Merlot is the most charming member of the Bordeaux family. It shines with rich colour, fragrant fullness, velvety tannins and sweet, plummy fruit. It even makes itself easy for the vintner, as it matures without issue in cool years as well. This is in contrast to the stricter Cabernet Sauvignon, which it complements as a blending partner. Its good qualities have made the Merlot famous worldwide. At over 100,000 hectares, it is the most-planted grape in France. It also covers large areas in California, Italy, Australia and recently in Eastern Europe. The only catch is that pure Merlot varieties rarely turn out well. Its charm is often associated with a lack of substance. Only the best specimens improve with maturity. They then develop complex notes of leather and truffles. This succeeds in the top wines from the Bordeaux appellation of Pomerol and those from Ticino, among others.
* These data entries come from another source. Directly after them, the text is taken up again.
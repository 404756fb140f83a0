// Bus module - CPU-visible address decoder
//
// The bus owns everything the CPU can reach and routes each access by
// address range:
//
// ```text
// $0000-$1FFF  2 KiB internal RAM, mirrored (address & $07FF)
// $2000-$3FFF  PPU registers, mirrored every 8 bytes (address & $0007)
// $4000-$401F  APU/IO: $4014 OAM DMA, $4016/$4017 joypads, rest stubbed
// $4020-$FFFF  cartridge, dispatched through the mapper
// ```
//
// Unmapped reads return 0 and unmapped writes drop; the APU register file
// accepts traffic without synthesizing anything.
//
// With no cartridge attached the cartridge window falls back to a flat
// writable buffer, which is what the debugger's raw-program loading and
// the test suites run against.

use crate::cartridge::{create_mapper, Cartridge, Mapper, MapperError};
use crate::input::ControllerIo;
use crate::ppu::Ppu;
use std::cell::RefCell;
use std::rc::Rc;

/// CPU cycles an OAM DMA transfer steals from the CPU
const OAM_DMA_STALL: u16 = 513;

/// Size of the fallback buffer covering $4020-$FFFF
const FALLBACK_SIZE: usize = 0x10000 - 0x4020;

/// The CPU-visible bus: RAM, PPU, controller ports and the cartridge
pub struct Bus {
    /// 2 KiB internal RAM
    ram: [u8; 2048],
    /// PPU, reached through $2000-$3FFF and the $4014 DMA port
    ppu: Ppu,
    /// Joypad register file at $4016/$4017
    controllers: ControllerIo,
    /// Cartridge mapper; shared with the PPU for pattern-table access
    mapper: Option<Rc<RefCell<Box<dyn Mapper>>>>,
    /// Flat cartridge-window memory used while no mapper is attached
    fallback: Vec<u8>,
    /// CPU cycles still owed for an in-flight OAM DMA
    pub(crate) dma_stall: u16,
}

impl Bus {
    /// Create a bus with no cartridge attached
    pub fn new() -> Self {
        Bus {
            ram: [0; 2048],
            ppu: Ppu::new(),
            controllers: ControllerIo::new(),
            mapper: None,
            fallback: vec![0; FALLBACK_SIZE],
            dma_stall: 0,
        }
    }

    /// Attach a loaded cartridge, selecting its mapper
    ///
    /// The mapper is shared with the PPU so pattern-table fetches reach
    /// the cartridge CHR banks.
    ///
    /// # Errors
    ///
    /// Fails for mapper numbers this core does not implement.
    pub fn attach_cartridge(&mut self, cartridge: Cartridge) -> Result<(), MapperError> {
        let mapper: Rc<RefCell<Box<dyn Mapper>>> =
            Rc::new(RefCell::new(create_mapper(cartridge)?));
        self.ppu.set_mapper(Rc::clone(&mapper));
        self.mapper = Some(mapper);
        Ok(())
    }

    /// Read one byte from the CPU address space
    pub fn read(&mut self, addr: u16) -> u8 {
        match addr {
            0x0000..=0x1FFF => self.ram[(addr & 0x07FF) as usize],
            0x2000..=0x3FFF => self.ppu.register_read(addr & 0x0007),
            0x4016 => self.controllers.read_joypad1(),
            0x4017 => self.controllers.read_joypad2(),
            // APU registers and the IO test range read as 0
            0x4000..=0x401F => 0,
            0x4020..=0xFFFF => match &self.mapper {
                Some(mapper) => mapper.borrow().cpu_read(addr),
                None => self.fallback[(addr - 0x4020) as usize],
            },
        }
    }

    /// Write one byte to the CPU address space
    pub fn write(&mut self, addr: u16, data: u8) {
        match addr {
            0x0000..=0x1FFF => self.ram[(addr & 0x07FF) as usize] = data,
            0x2000..=0x3FFF => self.ppu.register_write(addr & 0x0007, data),
            0x4014 => self.oam_dma(data),
            0x4016 => self.controllers.write_strobe(data),
            // Remaining APU/IO registers accept and drop writes
            0x4000..=0x401F => {}
            0x4020..=0xFFFF => match &self.mapper {
                Some(mapper) => mapper.borrow_mut().cpu_write(addr, data),
                None => self.fallback[(addr - 0x4020) as usize] = data,
            },
        }
    }

    /// OAM DMA ($4014): copy CPU page `data << 8` into sprite memory
    ///
    /// The transfer stalls the CPU for 513 cycles, charged through
    /// `dma_stall` by the tick driver.
    fn oam_dma(&mut self, page: u8) {
        let base = (page as u16) << 8;
        for offset in 0..256u16 {
            let value = self.read(base + offset);
            self.ppu.write_oam(offset as u8, value);
        }
        self.dma_stall += OAM_DMA_STALL;
    }

    /// Load raw bytes at an address (debugger path; no cartridge needed)
    pub fn load_program(&mut self, addr: u16, data: &[u8]) {
        for (i, &byte) in data.iter().enumerate() {
            self.write(addr.wrapping_add(i as u16), byte);
        }
    }

    /// Read a little-endian word (debugger convenience)
    pub fn read_u16(&mut self, addr: u16) -> u16 {
        let lo = self.read(addr) as u16;
        let hi = self.read(addr.wrapping_add(1)) as u16;
        (hi << 8) | lo
    }

    pub fn ppu(&self) -> &Ppu {
        &self.ppu
    }

    pub fn ppu_mut(&mut self) -> &mut Ppu {
        &mut self.ppu
    }

    pub fn controllers_mut(&mut self) -> &mut ControllerIo {
        &mut self.controllers
    }
}

impl Default for Bus {
    fn default() -> Self {
        Self::new()
    }
}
Pomerol: the charm of Merlot
Nowhere in Bordeaux does the Merlot variety present as much opulent charm as in Pomerol. It is no wonder, then, that up to 75 percent of the top wines from this appellation are shaped by this variety, which plays a far more dominant role in Pomerol than in neighbouring Saint-Émilion. The relatively small Bordeaux appellation of Pomerol, with only 800 hectares, is Bordeaux’s most spectacular success story of recent decades. The legendary Château Pétrus was a pioneer in this development.
Bordeaux: high prestige, high quality
With a total area of around 115,000 hectares, Bordeaux may not be France’s largest wine-growing region, but it is certainly its most prestigious. The range of wines produced here today is enormous: ranging from red everyday wines with a great relationship between price and quality to exclusive, and accordingly expensive, premier crus. Elegant white wines and noble sweet specialties round out the spectrum.
France – Philosophy in a bottle
According to French philosophy, wine should be an expression of the soil and climate. They use the word “terroir” to describe this. Terroir makes every wine different, and many especially good. French wine is regarded worldwide as an expression of cultural perfection. The French believe that humans are responsible for the quality of the berries, the vine variety for their character, and nature for the quantity. This philosophy can be expressed succinctly as: “the truth is the vineyard, not the man.”